= Instructions for the task =
Gather every line of the entries that includes the word "BOUNDARY".

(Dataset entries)
◆ ◆ ◆

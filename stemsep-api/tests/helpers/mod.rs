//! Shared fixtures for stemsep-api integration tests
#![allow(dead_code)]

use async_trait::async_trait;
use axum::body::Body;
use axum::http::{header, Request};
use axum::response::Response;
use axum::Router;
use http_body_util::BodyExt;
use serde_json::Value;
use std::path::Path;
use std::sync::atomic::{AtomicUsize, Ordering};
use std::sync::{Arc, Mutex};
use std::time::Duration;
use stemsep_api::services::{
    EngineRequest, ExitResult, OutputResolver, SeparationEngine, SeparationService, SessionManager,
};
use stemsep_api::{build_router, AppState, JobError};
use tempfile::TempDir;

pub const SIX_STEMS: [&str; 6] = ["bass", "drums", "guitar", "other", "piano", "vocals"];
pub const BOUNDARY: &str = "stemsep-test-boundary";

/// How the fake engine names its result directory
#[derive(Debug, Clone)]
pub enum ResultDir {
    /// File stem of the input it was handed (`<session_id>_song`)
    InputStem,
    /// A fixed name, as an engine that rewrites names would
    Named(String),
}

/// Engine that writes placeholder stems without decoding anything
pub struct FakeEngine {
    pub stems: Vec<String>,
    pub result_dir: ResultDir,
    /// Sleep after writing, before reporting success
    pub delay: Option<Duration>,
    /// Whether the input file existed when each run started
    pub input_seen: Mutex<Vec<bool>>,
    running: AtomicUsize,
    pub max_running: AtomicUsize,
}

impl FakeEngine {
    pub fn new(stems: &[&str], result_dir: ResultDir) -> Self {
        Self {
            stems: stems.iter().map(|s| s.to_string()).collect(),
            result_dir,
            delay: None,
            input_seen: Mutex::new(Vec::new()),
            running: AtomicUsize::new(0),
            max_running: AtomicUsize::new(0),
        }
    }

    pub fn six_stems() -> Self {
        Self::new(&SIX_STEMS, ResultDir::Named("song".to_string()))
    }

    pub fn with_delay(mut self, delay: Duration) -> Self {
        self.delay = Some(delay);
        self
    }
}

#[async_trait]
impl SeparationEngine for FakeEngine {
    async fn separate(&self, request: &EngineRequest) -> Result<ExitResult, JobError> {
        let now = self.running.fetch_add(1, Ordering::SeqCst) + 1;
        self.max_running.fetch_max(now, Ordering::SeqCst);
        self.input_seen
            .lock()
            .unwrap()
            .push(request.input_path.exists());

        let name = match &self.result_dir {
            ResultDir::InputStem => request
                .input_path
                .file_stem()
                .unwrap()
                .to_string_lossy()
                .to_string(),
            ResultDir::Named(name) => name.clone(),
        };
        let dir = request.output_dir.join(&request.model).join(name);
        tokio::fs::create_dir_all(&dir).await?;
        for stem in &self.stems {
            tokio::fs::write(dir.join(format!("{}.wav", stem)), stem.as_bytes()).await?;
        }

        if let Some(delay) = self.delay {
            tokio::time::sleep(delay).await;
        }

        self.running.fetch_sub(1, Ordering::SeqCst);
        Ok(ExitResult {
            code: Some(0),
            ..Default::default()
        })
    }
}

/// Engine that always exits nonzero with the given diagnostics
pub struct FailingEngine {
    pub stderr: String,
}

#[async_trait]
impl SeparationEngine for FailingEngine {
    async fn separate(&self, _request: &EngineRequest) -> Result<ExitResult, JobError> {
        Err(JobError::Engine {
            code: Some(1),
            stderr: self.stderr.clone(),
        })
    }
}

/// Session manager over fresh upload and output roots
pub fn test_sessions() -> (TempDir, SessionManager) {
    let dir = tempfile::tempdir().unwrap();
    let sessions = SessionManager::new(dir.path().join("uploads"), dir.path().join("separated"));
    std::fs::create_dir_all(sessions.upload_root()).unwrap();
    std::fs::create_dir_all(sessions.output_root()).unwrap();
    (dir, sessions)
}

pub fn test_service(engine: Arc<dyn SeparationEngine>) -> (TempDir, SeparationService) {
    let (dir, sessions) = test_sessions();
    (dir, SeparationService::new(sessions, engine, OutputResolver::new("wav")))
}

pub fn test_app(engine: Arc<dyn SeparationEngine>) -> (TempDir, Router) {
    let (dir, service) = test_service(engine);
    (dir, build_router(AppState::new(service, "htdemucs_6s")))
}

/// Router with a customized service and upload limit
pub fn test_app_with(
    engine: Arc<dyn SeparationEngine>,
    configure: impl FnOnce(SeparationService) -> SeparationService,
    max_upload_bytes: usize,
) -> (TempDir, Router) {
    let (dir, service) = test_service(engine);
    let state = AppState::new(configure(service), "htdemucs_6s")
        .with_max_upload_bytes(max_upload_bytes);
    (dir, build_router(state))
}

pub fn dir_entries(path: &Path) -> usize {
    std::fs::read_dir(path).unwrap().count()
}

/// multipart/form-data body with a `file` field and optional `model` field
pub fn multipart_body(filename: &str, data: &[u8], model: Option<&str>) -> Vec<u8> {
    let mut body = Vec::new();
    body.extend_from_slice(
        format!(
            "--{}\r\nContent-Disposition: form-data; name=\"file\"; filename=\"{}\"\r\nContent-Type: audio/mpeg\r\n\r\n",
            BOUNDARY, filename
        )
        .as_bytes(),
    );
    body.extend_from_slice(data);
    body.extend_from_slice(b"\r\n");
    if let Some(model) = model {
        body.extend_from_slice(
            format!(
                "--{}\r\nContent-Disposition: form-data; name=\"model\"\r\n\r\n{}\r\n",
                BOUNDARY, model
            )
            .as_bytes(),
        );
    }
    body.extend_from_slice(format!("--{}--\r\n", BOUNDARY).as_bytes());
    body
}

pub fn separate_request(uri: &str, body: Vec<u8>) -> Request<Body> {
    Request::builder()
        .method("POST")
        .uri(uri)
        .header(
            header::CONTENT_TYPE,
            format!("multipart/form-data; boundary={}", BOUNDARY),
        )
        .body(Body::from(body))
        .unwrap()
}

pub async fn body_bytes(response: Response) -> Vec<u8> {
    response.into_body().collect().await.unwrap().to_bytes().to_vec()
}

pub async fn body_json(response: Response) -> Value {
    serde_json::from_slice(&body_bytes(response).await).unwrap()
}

◆ ◆ ◆

= Task result =
pub const BOUNDARY: &str = "stemsep-test-boundary";
            BOUNDARY, filename
                BOUNDARY, model
    body.extend_from_slice(format!("--{}--\r\n", BOUNDARY).as_bytes());
            format!("multipart/form-data; boundary={}", BOUNDARY),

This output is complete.